Humanities: Classical Greek & Rome
Critical Paper #1
09 October 2011
When Pride Leads to Ruins
Antigone, a play about corruption, political context, and bravery, shows how the different perspectives on values and conflict between the characters can lead to destruction and death. Antigone is a great tragedy between family members that illustrates the characters true purposes and personas on what they believe is right and wrong in their society. It explains how Antigone and Creon battle a theoretical war dealing with the controversy of the Greek ideals and values. The classic tragedy allows readers to see the values and conflicts in the play about social, political, and religious matter. In that day and time, ancient Greeks believed that women were nothing but objects, and they were only to be seen and not to be heard. Antigone reveals that is not always the case and that women have a right to say and stand up for what they believe in. Antigone was written by Sophocles, who demonstrates different views of political and religious principles of Antigone and Creon, along with conflict of blood relationships and honor in the fight for what is right.

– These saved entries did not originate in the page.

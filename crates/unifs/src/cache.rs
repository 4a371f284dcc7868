// SPDX-FileCopyrightText: 2025 Caspar Water Company
//
// SPDX-License-Identifier: Apache-2.0

//! Attribute caches keyed by absolute, normalized path strings

use crate::attributes::FileAttributes;
use std::collections::HashMap;
use std::sync::{PoisonError, RwLock};
use std::time::{Duration, Instant};

/// Cache of fetched attributes shared by every user of one filesystem
pub trait AttributesCache: Send + Sync {
    fn get(&self, key: &str) -> Option<FileAttributes>;

    fn put(&self, key: &str, attributes: FileAttributes);

    fn invalidate(&self, key: &str);

    /// Remove `prefix` and every key below it.
    fn invalidate_subtree(&self, prefix: &str);

    fn clear(&self);
}

/// Choose the cache for a filesystem: zero TTL disables caching.
#[must_use]
pub fn for_ttl(ttl: Duration, separator: char) -> Box<dyn AttributesCache> {
    if ttl.is_zero() {
        Box::new(NoOpAttributesCache)
    } else {
        Box::new(TtlAttributesCache::new(ttl, separator))
    }
}

#[derive(Debug)]
struct Entry {
    attributes: FileAttributes,
    inserted_at: Instant,
}

/// Time-to-live cache; expired entries are dropped when next looked up
#[derive(Debug)]
pub struct TtlAttributesCache {
    ttl: Duration,
    separator: char,
    entries: RwLock<HashMap<String, Entry>>,
}

impl TtlAttributesCache {
    #[must_use]
    pub fn new(ttl: Duration, separator: char) -> Self {
        Self {
            ttl,
            separator,
            entries: RwLock::new(HashMap::new()),
        }
    }

    #[must_use]
    pub fn ttl(&self) -> Duration {
        self.ttl
    }

    #[must_use]
    pub fn len(&self) -> usize {
        self.entries
            .read()
            .unwrap_or_else(PoisonError::into_inner)
            .len()
    }

    #[must_use]
    pub fn is_empty(&self) -> bool {
        self.len() == 0
    }

    /// Lookup as of `now`.
    pub fn get_at(&self, key: &str, now: Instant) -> Option<FileAttributes> {
        {
            let guard = self.entries.read().unwrap_or_else(PoisonError::into_inner);
            match guard.get(key) {
                None => return None,
                Some(entry) if now.saturating_duration_since(entry.inserted_at) < self.ttl => {
                    return Some(entry.attributes.clone());
                }
                Some(_) => {}
            }
        }
        let mut guard = self.entries.write().unwrap_or_else(PoisonError::into_inner);
        if guard
            .get(key)
            .is_some_and(|e| now.saturating_duration_since(e.inserted_at) >= self.ttl)
        {
            _ = guard.remove(key);
        }
        None
    }

    /// Insert as of `now`.
    pub fn put_at(&self, key: &str, attributes: FileAttributes, now: Instant) {
        _ = self
            .entries
            .write()
            .unwrap_or_else(PoisonError::into_inner)
            .insert(
                key.to_string(),
                Entry {
                    attributes,
                    inserted_at: now,
                },
            );
    }
}

impl AttributesCache for TtlAttributesCache {
    fn get(&self, key: &str) -> Option<FileAttributes> {
        self.get_at(key, Instant::now())
    }

    fn put(&self, key: &str, attributes: FileAttributes) {
        self.put_at(key, attributes, Instant::now());
    }

    fn invalidate(&self, key: &str) {
        _ = self
            .entries
            .write()
            .unwrap_or_else(PoisonError::into_inner)
            .remove(key);
    }

    fn invalidate_subtree(&self, prefix: &str) {
        let mut below = prefix.trim_end_matches(self.separator).to_string();
        below.push(self.separator);
        let exact = prefix.trim_end_matches(self.separator);
        self.entries
            .write()
            .unwrap_or_else(PoisonError::into_inner)
            .retain(|key, _| key != prefix && key != exact && !key.starts_with(&below));
    }

    fn clear(&self) {
        self.entries
            .write()
            .unwrap_or_else(PoisonError::into_inner)
            .clear();
    }
}

/// Cache that never stores anything
#[derive(Debug, Default, Clone, Copy)]
pub struct NoOpAttributesCache;

impl AttributesCache for NoOpAttributesCache {
    fn get(&self, _key: &str) -> Option<FileAttributes> {
        None
    }

    fn put(&self, _key: &str, _attributes: FileAttributes) {}

    fn invalidate(&self, _key: &str) {}

    fn invalidate_subtree(&self, _prefix: &str) {}

    fn clear(&self) {}
}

Antigone reveals bravery in a political, social and religious sense with the support of the characters values and beliefs. Antigone, the main character, is faced with a major decision in following her religious beliefs, or the law of her uncle, Creon (temporarily the king of Thebes). Creon’s law is put in place when he prohibits the burial of Polyneices, Antigones brother of flesh and blood, and if anyone attempts to bury him, the sentence for disobeying the king will be death. Antigone sees how wrong Creon is and “appeals not only to the bond of kindred blood but also to the unwritten law, sanctioned by the gods, that the dead must be given proper burial- a religious principle” (Fagles 40). On the other hand, Creon believes that the gods and religion are on his side because he “finds it...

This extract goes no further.